= Bi-amping and tri-amping =

Use of multiple amplifiers for a loudspeaker

Bi-amping - An active crossover with two amplifiers.

Bi-amping and tri-amping is the practice of using two or three audio amplifiers respectively to amplify different audio frequency ranges, with the amplified signals being routed to different speaker drivers, such as woofers, subwoofers and tweeters. With bi-amping and tri-amping, an audio crossover is used to divide a sound signal into different frequency ranges, each of which is then separately amplified and routed to separate speaker drivers. In powered speakers using bi-amping, multiple speaker drivers are in the same speaker enclosure. In some bi-amp set-ups, the drivers are in separate speaker enclosures, such as with home stereos that contain two speakers and a separate subwoofer.

== Description ==

Illustration of tri-amping, using three amplifiers to amplify different parts of a sound.

Bi-amping is the use of two channels of amplification to power each loudspeaker within an audio system. Tri-amping is the practice of connecting three channels of amplification to a loudspeaker unit: one to power the bass driver (woofer), one to power the mid-range and the third to power the treble driver (tweeter). The terms derive from the prefix bi- meaning "two", tri- meaning "three", and amp the abbreviation for amplifier.

=== Crossover ===
It differs from the conventional arrangement in which each channel of amplification powers a single speaker. Bi-amping typically consists of a crossover network and two or more drivers. With ordinary loudspeakers, a single amplifier can power the woofer, mid-range and tweeter through an audio crossover, which filters the signal into high-, medium-, and low-frequencies (or high- and low-frequencies in 2-way speakers) – a mechanism that protects each driver from signals outside its frequency range. However, the passive crossover itself is inefficient, so splitting the frequencies electronically before these are amplified is a way to avoid this problem. In such a case, each amplifier powers a frequency range determined by an active crossover to each of the drive units. The technique is primarily used in large-scale audio applications such as sound amplification for concerts, in portable powered speakers and by hi-fi enthusiasts.

=== Wiring ===
A speaker system has to be wired to accommodate either configuration, typically with two sets of binding posts, one set for the bass and one set for the mid-highs. A single amplifier can usually power a woofer and a tweeter only through a post-amplifier crossover filter, which protects each driver from signals outside its frequency range.

Bi-amping of speakers requires double the channels of amplification and can be accomplished using two ordinary amplifiers in either a vertical or horizontal arrangement.
- Horizontal bi-amping uses one amplifier to power both bass drivers (woofers) and the second amplifier to power both treble drivers (tweeter) or the midrange and treble drivers together.
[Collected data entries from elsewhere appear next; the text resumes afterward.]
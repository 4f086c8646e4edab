//! Target descriptors.
//!
//! A [`Target`] is parsed from a `<arch>-<sys>` triple and
//! bundles everything the passes need that varies by architecture or
//! operating system: pointer size/alignment, the ABI's register
//! assignment, and the per-opcode instruction table isel/the emitter
//! consult. [`CallConv`] is the one piece of this that a function carries
//! independently of any single `Target` (a function's signature names a
//! calling convention; the `Target` says how that convention maps to
//! registers).

pub mod call_conv;
pub mod ir_echo;
pub mod x86_64;

pub use call_conv::CallConv;

use crate::ir::PhysReg;
use crate::result::{CodegenError, CodegenResult};
use smallvec::SmallVec;
use std::str::FromStr;
use target_lexicon::{Architecture, OperatingSystem, Triple};

/// Which concrete back-end a [`Target`] dispatches to.
#[derive(Copy, Clone, PartialEq, Eq, Debug)]
pub enum Arch {
    /// The real x86-64/System V back-end.
    X86_64,
    /// A target-agnostic echo back-end that re-serializes the lowered IR
    /// textually instead of emitting assembly, used by the round-trip
    /// test without needing a textual IR parser in this crate.
    IrEcho,
}

/// Operating-system-specific assembly syntax conventions.
#[derive(Clone, Debug)]
pub struct SysConv {
    /// Prefixed onto every global/function symbol in emitted assembly
    /// (`_` on Darwin, empty on Linux).
    pub label_prefix: &'static str,
    /// Section directive for read-only data.
    pub rodata_section: &'static str,
    /// Directive used to mark a symbol weak.
    pub weak_directive: &'static str,
    /// Whether `.align` takes a power of two (Darwin) or a byte count
    /// (Linux).
    pub align_is_pow2: bool,
    /// Whether symbols get a leading underscore (Darwin) or not (Linux).
    pub leading_underscore: bool,
    /// Whether to emit position-independent references by default.
    pub pic: bool,
}

impl SysConv {
    fn for_os(os: OperatingSystem) -> Self {
        match os {
            OperatingSystem::Darwin | OperatingSystem::MacOSX { .. } => SysConv {
                label_prefix: "_",
                rodata_section: ".cstring",
                weak_directive: ".weak_reference",
                align_is_pow2: true,
                leading_underscore: true,
                pic: true,
            },
            _ => SysConv {
                label_prefix: "",
                rodata_section: ".rodata",
                weak_directive: ".weak",
                align_is_pow2: false,
                leading_underscore: false,
                pic: false,
            },
        }
    }
}

/// The System V–style register assignment an ABI pass classifies
/// arguments/returns against.
#[derive(Clone, Debug)]
pub struct AbiRegs {
    /// Integer/pointer argument registers, in order.
    pub int_args: SmallVec<[PhysReg; 6]>,
    /// SSE argument registers, in order.
    pub sse_args: SmallVec<[PhysReg; 8]>,
    /// Integer return registers (first and second eightbyte).
    pub int_rets: SmallVec<[PhysReg; 2]>,
    /// SSE return registers (first and second eightbyte).
    pub sse_rets: SmallVec<[PhysReg; 2]>,
    /// Scratch (caller-saved, allocator-assignable) general-purpose
    /// registers, excluding anything reserved for fixed-register CISC
    /// operands (A/D/C) or the ABI's own argument/return registers'
    /// special status — those remain allocatable, just preferentially
    /// avoided by `isel::reserve_cisc_operands`.
    pub scratch_gpr: SmallVec<[PhysReg; 10]>,
    /// Callee-saved general-purpose registers, permanently excluded from
    /// the allocator's pool (marked busy for the whole function rather than
    /// spilled around).
    pub callee_save_gpr: SmallVec<[PhysReg; 5]>,
    /// The fixed dividend/quotient register (`%rax`).
    pub div_a: PhysReg,
    /// The fixed remainder/high-half register (`%rdx`).
    pub div_d: PhysReg,
    /// The fixed shift-count register (`%rcx`).
    pub shift_c: PhysReg,
    /// The frame pointer.
    pub frame_ptr: PhysReg,
    /// The stack pointer.
    pub stack_ptr: PhysReg,
    /// A register reserved exclusively for the emitter's own scratch needs
    /// (materializing an immediate divisor, rendering an addressing mode
    /// whose base/index is itself spilt) — never a candidate in
    /// `scratch_gpr`, so the allocator can never hand it to an IR value.
    /// A single register reserved by the emitter and used only inside one
    /// instruction's rendering, rather than a process-wide hardcoded
    /// register with a boolean reservation flag.
    pub emit_scratch: PhysReg,
}

/// A fully resolved target descriptor.
#[derive(Clone, Debug)]
pub struct Target {
    /// The parsed triple, kept around for diagnostics.
    pub triple: Triple,
    /// Which back-end this target dispatches to.
    pub arch: Arch,
    /// OS-specific syntax conventions.
    pub sys: SysConv,
    /// ABI register assignment.
    pub abi: AbiRegs,
    /// Default calling convention for this triple.
    pub call_conv: CallConv,
    ptr_size: u32,
    ptr_align: u32,
}

impl Target {
    /// Parse a `<arch>-<sys>` triple into a target descriptor.
    pub fn parse(triple: &str) -> CodegenResult<Target> {
        if triple == "ir" {
            return Ok(Target::ir_echo());
        }
        let parsed = Triple::from_str(triple).map_err(|e| CodegenError::BadTriple {
            triple: triple.to_string(),
            reason: e.to_string(),
        })?;
        match parsed.architecture {
            Architecture::X86_64 => Ok(Target::x86_64(parsed)),
            _ => Err(CodegenError::UnsupportedTarget {
                triple: triple.to_string(),
            }),
        }
    }

    fn x86_64(triple: Triple) -> Target {
        let sys = SysConv::for_os(triple.operating_system);
        let call_conv = CallConv::triple_default(&triple);
        let abi = x86_64::abi_regs();
        Target {
            triple,
            arch: Arch::X86_64,
            sys,
            abi,
            call_conv,
            ptr_size: 8,
            ptr_align: 8,
        }
    }

    fn ir_echo() -> Target {
        Target {
            triple: Triple::unknown(),
            arch: Arch::IrEcho,
            sys: SysConv::for_os(OperatingSystem::Unknown),
            abi: x86_64::abi_regs(),
            call_conv: CallConv::SystemV,
            ptr_size: 8,
            ptr_align: 8,
        }
    }

    /// Pointer size in bytes.
    pub fn ptr_size(&self) -> u32 {
        self.ptr_size
    }

    /// Pointer alignment in bytes.
    pub fn ptr_align(&self) -> u32 {
        self.ptr_align
    }

    /// Number of scratch registers available to the allocator — the
    /// `scratch_reg_count` the spill pass budgets pressure against.
    pub fn scratch_reg_count(&self) -> usize {
        self.abi.scratch_gpr.len()
    }
}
Horizontal bi-amping has the advantage of allowing two different amplifiers that sound better than each other for bass or for treble.
- Vertical bi-amping uses two channels of an amplifier per loudspeaker, with a dedicated channel for the bass driver and a dedicated channel for the treble or the treble and the midrange post-amplifier together. Vertical bi-amping has the advantage of not having to use a single amp to power both bass sections, which can be very taxing on the amplifier, especially at higher volume or if the bass driver has a particularly low impedance at certain frequencies.

=== Benefits ===
Most audible differences are subtle. If at all noticeable, many benefits of bi-amping cannot be realized if passive crossover networks of a speaker system are not removed. Benefits include transients are less likely to cause amplifier overload (clipping) or speaker damage, and reduced intermodulation distortion, elimination of errors introduced by low-frequency passive crossover, reduction of load presented to the power amplifier, better matching of power amplifier and speaker driver and others. In large professional sound systems, Bi-amping is pretty much the norm with the greater benefits easily outweighing the costs. All speakers are two-way transducers and can introduce current back into the driving circuit from ambient sound. The driving amplifier tries to control the effect of this with its damping factor (having a high resistance to such current), but with a passive crossover, this current can still leak across to the other driver units in the circuit. A Bi-amped system is therefore able to better resist ambient sound feeding back into the circuit. With high volumes and larger venues, such ambient feedback can have a significant damaging effect to the overall sound.